Whenever a line carries the word "filename", pull it out of the entries.

* [MATERIAL TO PROCESS]:
--- --- ---
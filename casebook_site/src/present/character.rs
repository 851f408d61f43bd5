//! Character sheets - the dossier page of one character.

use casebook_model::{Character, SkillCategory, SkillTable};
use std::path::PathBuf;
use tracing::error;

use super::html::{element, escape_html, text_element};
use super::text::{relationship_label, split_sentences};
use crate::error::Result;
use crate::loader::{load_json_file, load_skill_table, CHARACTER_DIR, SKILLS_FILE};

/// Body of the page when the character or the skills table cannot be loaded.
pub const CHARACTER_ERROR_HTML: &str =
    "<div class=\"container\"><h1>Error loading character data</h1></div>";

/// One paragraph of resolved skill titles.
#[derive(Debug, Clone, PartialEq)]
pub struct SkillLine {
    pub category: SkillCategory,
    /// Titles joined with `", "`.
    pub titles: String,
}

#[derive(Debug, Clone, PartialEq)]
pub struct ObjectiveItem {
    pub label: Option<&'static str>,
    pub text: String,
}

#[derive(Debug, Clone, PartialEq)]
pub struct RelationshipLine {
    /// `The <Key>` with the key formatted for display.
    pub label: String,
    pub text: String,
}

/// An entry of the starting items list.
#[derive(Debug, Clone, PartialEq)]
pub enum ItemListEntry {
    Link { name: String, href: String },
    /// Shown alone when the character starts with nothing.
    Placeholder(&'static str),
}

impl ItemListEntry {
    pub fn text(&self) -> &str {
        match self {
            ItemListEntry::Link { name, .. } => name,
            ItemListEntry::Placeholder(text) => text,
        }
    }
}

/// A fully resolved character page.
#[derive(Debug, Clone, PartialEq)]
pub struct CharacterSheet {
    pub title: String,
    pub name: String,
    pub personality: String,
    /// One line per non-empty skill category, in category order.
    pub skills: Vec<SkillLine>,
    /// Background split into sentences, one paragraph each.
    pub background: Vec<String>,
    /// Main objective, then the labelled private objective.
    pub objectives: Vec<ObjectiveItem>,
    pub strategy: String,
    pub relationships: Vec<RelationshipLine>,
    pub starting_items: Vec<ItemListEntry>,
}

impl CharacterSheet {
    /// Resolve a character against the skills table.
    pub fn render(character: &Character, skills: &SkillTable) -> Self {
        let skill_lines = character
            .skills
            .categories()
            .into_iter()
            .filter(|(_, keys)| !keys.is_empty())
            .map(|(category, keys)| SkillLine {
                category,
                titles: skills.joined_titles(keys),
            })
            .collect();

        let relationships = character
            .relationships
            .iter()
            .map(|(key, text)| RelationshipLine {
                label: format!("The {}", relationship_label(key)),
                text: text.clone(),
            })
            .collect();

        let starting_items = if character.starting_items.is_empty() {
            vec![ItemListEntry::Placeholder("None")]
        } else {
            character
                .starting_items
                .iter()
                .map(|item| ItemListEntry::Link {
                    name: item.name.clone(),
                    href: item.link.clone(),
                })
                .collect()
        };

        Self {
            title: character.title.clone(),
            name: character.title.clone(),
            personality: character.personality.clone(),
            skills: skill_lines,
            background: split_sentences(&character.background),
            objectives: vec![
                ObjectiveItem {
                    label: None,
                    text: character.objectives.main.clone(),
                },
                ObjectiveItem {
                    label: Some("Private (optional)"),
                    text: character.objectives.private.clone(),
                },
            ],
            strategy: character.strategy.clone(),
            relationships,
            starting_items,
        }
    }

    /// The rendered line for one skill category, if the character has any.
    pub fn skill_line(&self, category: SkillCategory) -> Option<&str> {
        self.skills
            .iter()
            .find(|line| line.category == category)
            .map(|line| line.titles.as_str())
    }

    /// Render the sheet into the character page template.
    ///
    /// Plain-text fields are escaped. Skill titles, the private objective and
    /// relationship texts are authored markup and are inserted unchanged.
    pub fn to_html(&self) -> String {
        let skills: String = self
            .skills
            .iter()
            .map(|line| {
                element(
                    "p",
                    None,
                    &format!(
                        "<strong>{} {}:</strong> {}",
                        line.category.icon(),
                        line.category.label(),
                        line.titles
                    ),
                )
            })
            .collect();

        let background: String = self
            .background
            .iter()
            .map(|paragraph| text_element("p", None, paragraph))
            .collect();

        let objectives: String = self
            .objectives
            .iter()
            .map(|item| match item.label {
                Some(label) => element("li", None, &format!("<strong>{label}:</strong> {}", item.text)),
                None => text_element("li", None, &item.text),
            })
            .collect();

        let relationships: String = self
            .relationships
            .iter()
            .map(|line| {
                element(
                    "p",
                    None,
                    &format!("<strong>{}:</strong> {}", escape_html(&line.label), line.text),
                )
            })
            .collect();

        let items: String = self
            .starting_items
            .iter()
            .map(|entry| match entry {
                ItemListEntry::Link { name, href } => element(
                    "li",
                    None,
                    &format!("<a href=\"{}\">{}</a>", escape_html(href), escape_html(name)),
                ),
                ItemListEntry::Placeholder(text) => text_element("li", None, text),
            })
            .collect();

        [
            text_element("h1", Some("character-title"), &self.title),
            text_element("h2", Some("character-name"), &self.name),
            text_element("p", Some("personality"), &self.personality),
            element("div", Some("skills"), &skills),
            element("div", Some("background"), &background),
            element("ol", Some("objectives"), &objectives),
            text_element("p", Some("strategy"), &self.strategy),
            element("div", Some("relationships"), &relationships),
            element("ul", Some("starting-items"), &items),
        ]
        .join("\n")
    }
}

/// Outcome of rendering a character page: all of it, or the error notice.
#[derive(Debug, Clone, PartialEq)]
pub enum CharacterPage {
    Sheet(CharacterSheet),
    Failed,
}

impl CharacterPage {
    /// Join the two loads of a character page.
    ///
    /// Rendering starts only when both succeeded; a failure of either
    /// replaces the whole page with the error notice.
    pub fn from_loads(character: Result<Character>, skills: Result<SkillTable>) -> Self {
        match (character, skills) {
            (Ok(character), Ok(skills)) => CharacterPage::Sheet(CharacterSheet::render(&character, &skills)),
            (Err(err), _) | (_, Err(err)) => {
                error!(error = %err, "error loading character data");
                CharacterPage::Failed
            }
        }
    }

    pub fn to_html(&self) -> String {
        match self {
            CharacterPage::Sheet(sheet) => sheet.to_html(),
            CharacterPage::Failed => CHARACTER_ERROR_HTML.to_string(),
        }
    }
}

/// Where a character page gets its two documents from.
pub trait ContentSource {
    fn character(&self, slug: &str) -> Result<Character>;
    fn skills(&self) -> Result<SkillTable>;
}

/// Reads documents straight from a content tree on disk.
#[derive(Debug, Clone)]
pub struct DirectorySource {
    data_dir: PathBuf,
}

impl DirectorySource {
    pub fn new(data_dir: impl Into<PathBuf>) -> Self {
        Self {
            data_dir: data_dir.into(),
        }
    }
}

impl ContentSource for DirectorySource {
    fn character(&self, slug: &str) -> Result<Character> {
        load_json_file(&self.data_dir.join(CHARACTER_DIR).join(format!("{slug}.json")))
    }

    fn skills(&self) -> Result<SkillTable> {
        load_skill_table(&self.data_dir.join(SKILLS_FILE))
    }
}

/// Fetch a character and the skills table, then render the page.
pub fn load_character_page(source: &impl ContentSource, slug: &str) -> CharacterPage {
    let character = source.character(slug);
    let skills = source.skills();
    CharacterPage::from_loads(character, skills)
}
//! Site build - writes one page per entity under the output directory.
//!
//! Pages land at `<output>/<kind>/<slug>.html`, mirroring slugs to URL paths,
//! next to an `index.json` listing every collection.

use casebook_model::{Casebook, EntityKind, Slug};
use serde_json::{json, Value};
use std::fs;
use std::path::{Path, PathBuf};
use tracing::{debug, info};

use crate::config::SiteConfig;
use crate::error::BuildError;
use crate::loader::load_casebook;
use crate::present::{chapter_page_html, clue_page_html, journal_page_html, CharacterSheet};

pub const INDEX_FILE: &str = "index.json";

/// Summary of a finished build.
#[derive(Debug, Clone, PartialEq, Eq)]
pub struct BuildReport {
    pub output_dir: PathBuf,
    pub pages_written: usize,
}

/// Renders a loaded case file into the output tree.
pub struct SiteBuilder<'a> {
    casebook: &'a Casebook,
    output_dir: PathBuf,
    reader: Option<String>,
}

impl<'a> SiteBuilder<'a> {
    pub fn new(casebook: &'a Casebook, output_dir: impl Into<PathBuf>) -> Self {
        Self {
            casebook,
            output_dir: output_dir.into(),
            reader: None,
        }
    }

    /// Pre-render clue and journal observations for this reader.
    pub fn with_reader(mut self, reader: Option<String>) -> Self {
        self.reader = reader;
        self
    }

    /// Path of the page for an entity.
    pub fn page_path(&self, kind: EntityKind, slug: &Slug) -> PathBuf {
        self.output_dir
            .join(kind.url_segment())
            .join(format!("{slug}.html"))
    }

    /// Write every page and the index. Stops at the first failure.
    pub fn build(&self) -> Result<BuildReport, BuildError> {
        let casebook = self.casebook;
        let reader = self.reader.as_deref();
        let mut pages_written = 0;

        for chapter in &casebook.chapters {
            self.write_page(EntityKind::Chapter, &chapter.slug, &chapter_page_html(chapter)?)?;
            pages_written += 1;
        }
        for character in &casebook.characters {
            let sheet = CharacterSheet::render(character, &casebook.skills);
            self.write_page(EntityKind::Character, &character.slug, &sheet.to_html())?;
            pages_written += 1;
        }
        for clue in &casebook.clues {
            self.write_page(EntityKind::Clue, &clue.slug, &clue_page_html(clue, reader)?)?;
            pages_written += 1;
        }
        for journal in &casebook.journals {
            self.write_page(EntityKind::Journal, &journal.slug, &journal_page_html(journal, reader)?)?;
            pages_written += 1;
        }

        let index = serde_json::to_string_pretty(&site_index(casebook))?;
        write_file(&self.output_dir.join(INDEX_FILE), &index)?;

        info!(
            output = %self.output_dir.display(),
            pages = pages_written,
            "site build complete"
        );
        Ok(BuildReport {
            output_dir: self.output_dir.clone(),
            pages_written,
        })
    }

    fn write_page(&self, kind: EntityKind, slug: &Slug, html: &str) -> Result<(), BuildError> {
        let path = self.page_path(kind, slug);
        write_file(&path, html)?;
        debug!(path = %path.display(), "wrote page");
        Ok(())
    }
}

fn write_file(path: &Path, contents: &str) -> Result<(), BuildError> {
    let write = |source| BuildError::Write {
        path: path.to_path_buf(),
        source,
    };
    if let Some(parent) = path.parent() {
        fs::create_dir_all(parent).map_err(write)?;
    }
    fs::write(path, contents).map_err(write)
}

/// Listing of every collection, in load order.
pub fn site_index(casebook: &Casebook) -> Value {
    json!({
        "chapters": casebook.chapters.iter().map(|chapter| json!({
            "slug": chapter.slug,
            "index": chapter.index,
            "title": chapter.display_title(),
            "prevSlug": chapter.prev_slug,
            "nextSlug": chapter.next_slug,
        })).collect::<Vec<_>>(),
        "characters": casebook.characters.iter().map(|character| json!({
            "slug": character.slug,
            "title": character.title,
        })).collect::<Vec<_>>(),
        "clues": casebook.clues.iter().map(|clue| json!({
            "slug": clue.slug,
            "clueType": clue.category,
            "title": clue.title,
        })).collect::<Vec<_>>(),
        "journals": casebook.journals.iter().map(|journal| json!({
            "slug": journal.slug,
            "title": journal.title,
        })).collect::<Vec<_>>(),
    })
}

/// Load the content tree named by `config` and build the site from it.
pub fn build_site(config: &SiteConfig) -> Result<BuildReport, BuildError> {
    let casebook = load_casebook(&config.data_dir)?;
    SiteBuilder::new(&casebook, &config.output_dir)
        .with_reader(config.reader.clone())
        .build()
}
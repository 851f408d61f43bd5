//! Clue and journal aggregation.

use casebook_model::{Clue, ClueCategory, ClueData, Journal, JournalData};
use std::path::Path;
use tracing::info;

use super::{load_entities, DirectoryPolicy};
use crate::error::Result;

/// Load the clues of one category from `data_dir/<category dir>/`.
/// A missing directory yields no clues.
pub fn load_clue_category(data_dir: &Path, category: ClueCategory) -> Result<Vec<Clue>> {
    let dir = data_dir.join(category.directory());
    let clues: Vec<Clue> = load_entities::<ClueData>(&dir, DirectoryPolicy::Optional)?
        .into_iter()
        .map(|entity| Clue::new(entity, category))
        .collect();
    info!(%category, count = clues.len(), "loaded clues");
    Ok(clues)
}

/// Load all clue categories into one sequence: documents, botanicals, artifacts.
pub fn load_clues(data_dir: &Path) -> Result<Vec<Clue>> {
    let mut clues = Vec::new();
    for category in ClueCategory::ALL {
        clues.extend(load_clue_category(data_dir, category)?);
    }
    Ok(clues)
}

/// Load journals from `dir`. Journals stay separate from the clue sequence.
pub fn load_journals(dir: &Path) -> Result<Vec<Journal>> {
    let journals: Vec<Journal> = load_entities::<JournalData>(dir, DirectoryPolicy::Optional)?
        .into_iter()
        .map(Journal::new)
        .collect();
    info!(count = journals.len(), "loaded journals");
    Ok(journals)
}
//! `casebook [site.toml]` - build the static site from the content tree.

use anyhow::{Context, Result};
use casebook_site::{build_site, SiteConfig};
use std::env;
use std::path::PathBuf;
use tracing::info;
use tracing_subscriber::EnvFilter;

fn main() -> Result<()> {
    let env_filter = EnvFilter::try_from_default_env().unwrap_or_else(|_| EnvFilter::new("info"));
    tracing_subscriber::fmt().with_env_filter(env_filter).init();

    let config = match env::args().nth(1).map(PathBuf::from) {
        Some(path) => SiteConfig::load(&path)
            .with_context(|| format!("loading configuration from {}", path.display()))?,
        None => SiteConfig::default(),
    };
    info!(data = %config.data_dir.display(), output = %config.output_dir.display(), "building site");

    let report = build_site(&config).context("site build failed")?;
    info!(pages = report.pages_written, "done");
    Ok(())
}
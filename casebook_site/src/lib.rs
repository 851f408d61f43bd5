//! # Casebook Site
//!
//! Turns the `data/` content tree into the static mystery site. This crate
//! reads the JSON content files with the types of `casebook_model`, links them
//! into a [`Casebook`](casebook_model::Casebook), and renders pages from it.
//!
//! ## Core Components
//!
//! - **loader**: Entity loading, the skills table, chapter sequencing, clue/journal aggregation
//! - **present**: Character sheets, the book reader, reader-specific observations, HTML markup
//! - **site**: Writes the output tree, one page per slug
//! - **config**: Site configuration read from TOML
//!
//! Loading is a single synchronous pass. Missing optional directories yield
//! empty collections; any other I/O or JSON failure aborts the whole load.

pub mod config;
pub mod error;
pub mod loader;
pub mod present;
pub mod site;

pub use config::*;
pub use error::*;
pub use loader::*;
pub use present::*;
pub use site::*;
--- --- ---
* [YOUR RESPONSE]:
filename casebook_site/src/present/character.rs
filename casebook_site/src/lib.rs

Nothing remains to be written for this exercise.